There is no lack of investor interest in companies applying machine learning to small-molecule drug discovery. New York-based Immunai picked up $215 million last year to create an "atlas" of the human immune system. Insilico from Hong Kong recently landed $60 million despite undergoing what the CEO dubbed a "biotech winter."
Meta's technology falls under the emerging field of immuno-metabolism, which studies the relationship between the historically distinct disciplines of immunology and metabolism. Drugs created using this new method are purported to regulate the immune system more effectively with fewer side effects. Originally from southwestern China, Meta's co-founder and CEO Xu Ke graduated from Weill Cornell Medicine and conducted research at Memorial Sloan Kettering Cancer Center, one of the top cancer hospitals in the U.S.

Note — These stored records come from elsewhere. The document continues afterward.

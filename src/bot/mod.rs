use anyhow::Result;
use std::sync::Arc;
use teloxide::dispatching::UpdateHandler;
use teloxide::prelude::*;
use teloxide::utils::command::BotCommands;

pub mod telegram;

pub use telegram::{TelegramChannel, TelegramUploader};

use crate::config::Config;
use crate::coordinator::{Request, RequestCoordinator};
use crate::credentials::SourceListSupplier;
use crate::delivery::{DeliveryPipeline, SizeGate};
use crate::extractors::YtDlpExtractor;

pub const START_TEXT: &str = "Hi! 👋\n\n\
    Please send me a valid YouTube link and I will convert it to high-quality MP3 for you.\n\n\
    Example: https://www.youtube.com/watch?v=...";

pub const HELP_TEXT: &str = "How to use this bot:\n\n\
    1. Send me a YouTube video URL\n\
    2. Wait while I download and convert it to MP3\n\
    3. I will send you the high-quality MP3 file\n\n\
    Note: Only valid YouTube URLs are accepted.";

#[derive(BotCommands, Clone, Debug, PartialEq, Eq)]
#[command(rename_rule = "lowercase", description = "These commands are supported:")]
pub enum Command {
    #[command(description = "introduce the bot.")]
    Start,
    #[command(description = "show usage instructions.")]
    Help,
}

impl Command {
    pub fn reply_text(&self) -> &'static str {
        match self {
            Command::Start => START_TEXT,
            Command::Help => HELP_TEXT,
        }
    }
}

/// Wire the pipeline components described by `config` around `bot`
pub fn build_coordinator(config: Arc<Config>, bot: Bot, token: &str) -> RequestCoordinator {
    let credentials = SourceListSupplier::new(
        config.credentials.sources.clone(),
        config.credentials.domain.clone(),
    );

    let extractor = YtDlpExtractor::new(
        config.extractor.yt_dlp_path.clone(),
        config.extractor.retry.clone(),
        config.extractor.options(),
    );

    let delivery = DeliveryPipeline::new(
        Arc::new(TelegramUploader::new(token)),
        SizeGate::new(config.app.max_upload_bytes),
        config.delivery,
    );

    RequestCoordinator::new(
        config,
        Arc::new(credentials),
        Arc::new(extractor),
        delivery,
        Arc::new(TelegramChannel::new(bot)),
    )
}

/// Update routing: known commands, then plain text for the pipeline.
/// Unknown commands fall through and are ignored.
pub fn schema() -> UpdateHandler<teloxide::RequestError> {
    Update::filter_message()
        .branch(
            dptree::entry()
                .filter_command::<Command>()
                .endpoint(answer_command),
        )
        .branch(dptree::filter(is_pipeline_text).endpoint(handle_text))
}

fn is_pipeline_text(msg: Message) -> bool {
    msg.text().map(|text| !text.starts_with('/')).unwrap_or(false)
}

async fn answer_command(bot: Bot, msg: Message, update: Update, cmd: Command) -> ResponseResult<()> {
    let user_id = update.from().map(|user| user.id.0).unwrap_or_default();
    tracing::info!("{:?} command received from user {}", cmd, user_id);

    bot.send_message(msg.chat.id, cmd.reply_text()).await?;
    Ok(())
}

async fn handle_text(msg: Message, update: Update, coordinator: Arc<RequestCoordinator>) -> ResponseResult<()> {
    let Some(text) = msg.text() else {
        return Ok(());
    };

    let user_id = update
        .from()
        .map(|user| user.id.0)
        .unwrap_or_else(|| chat_user_id(msg.chat.id));

    let request = Request::new(user_id, msg.chat.id, text);
    let outcome = coordinator.handle(request).await;
    tracing::info!("Request from user {} finished as {}", user_id, outcome.state().as_str());

    Ok(())
}

/// Stand-in user id for updates without a sender, such as channel posts.
/// Group and channel chat ids are negative.
fn chat_user_id(chat_id: ChatId) -> u64 {
    chat_id.0.unsigned_abs()
}

/// Start long polling until Ctrl-C.
///
/// Updates from one chat are handled in order; different chats run
/// concurrently.
pub async fn run(config: Arc<Config>) -> Result<()> {
    let token = config.telegram_token()?.to_string();
    let bot = Bot::new(token.clone());
    let coordinator = Arc::new(build_coordinator(config, bot.clone(), &token));

    tracing::info!("Starting bot polling...");
    Dispatcher::builder(bot, schema())
        .dependencies(dptree::deps![coordinator])
        .default_handler(|update| async move {
            tracing::debug!("Ignoring update {:?}", update.id);
        })
        .enable_ctrlc_handler()
        .build()
        .dispatch()
        .await;

    Ok(())
}

#[cfg(test)]
mod tests {
    use super::*;

    #[test]
    fn test_parse_commands() {
        assert_eq!(Command::parse("/start", "ytaudio_bot").unwrap(), Command::Start);
        assert_eq!(Command::parse("/help", "ytaudio_bot").unwrap(), Command::Help);
        assert!(Command::parse("/convert", "ytaudio_bot").is_err());
    }

    #[test]
    fn test_command_texts() {
        assert!(Command::Start.reply_text().contains("YouTube link"));
        assert!(Command::Help.reply_text().starts_with("How to use this bot"));
    }

    #[test]
    fn test_chat_user_id_for_group_chats() {
        assert_eq!(chat_user_id(ChatId(42)), 42);
        assert_eq!(chat_user_id(ChatId(-1001234567890)), 1001234567890);
    }
}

Meta is merely 10 months old but is built off the back of an industry incumbent. It's a project "incubated" by AI-assisted drug discovery and development upstart Xtalpi, which was founded in 2014 and has raised nearly $800 million in funding to date from the likes of Tencent, Softbank Vision Fund and Sequoia Capital China.
Investors from Meta's financing rounds included Xtalpi itself, Forcefield Ventures, IMO Venture and Tiantu Capital.
Meta and Xtalpi clearly play complementary roles to each other by working to translate new drug targets into patents and marketable products. Meta's proposed therapeutic targets will first go to XtalPi for drug discovery or de novo drug design, which refers to computer-assisted molecular design. Once a pre-clinical candidate is identified, Meta may take over to carry out subsequent development, investigational new drug (IND) filing, and clinical trials, an Xtalpi spokesperson told TechCrunch.
Meta claims to have already discovered a series of metabolic protease targets after sifting through thousands of proteases on its AI-enabled target discovery platform.
The startup is using public data for the initial training of its target discovery technology and plans to collect samples and omics data from patients and healthy donors in collaboration with hospitals in China down the road, Xu explained to TechCrunch.
"Our pipeline has the potential to be used for treating a wide range of autoimmune problems, cancer and age-associated diseases," Xu said when asked about competition. "It's still too early to share the specifics just yet or limit ourselves to one or two existing drugs and indications."
Headquartered inside an innovation free-trade zone in Shenzhen bordering Hong Kong, Meta plans to market its drugs globally. In its infancy, the zone is one of many government-led initiatives to promote technological collaboration between Shenzhen and Hong Kong. Support for startups comes in various forms and in Meta's case, it means tax exemption on imported lab equipment. The area is also home to Xtalpi and one of China's largest autonomous driving startups Deeproute.ai.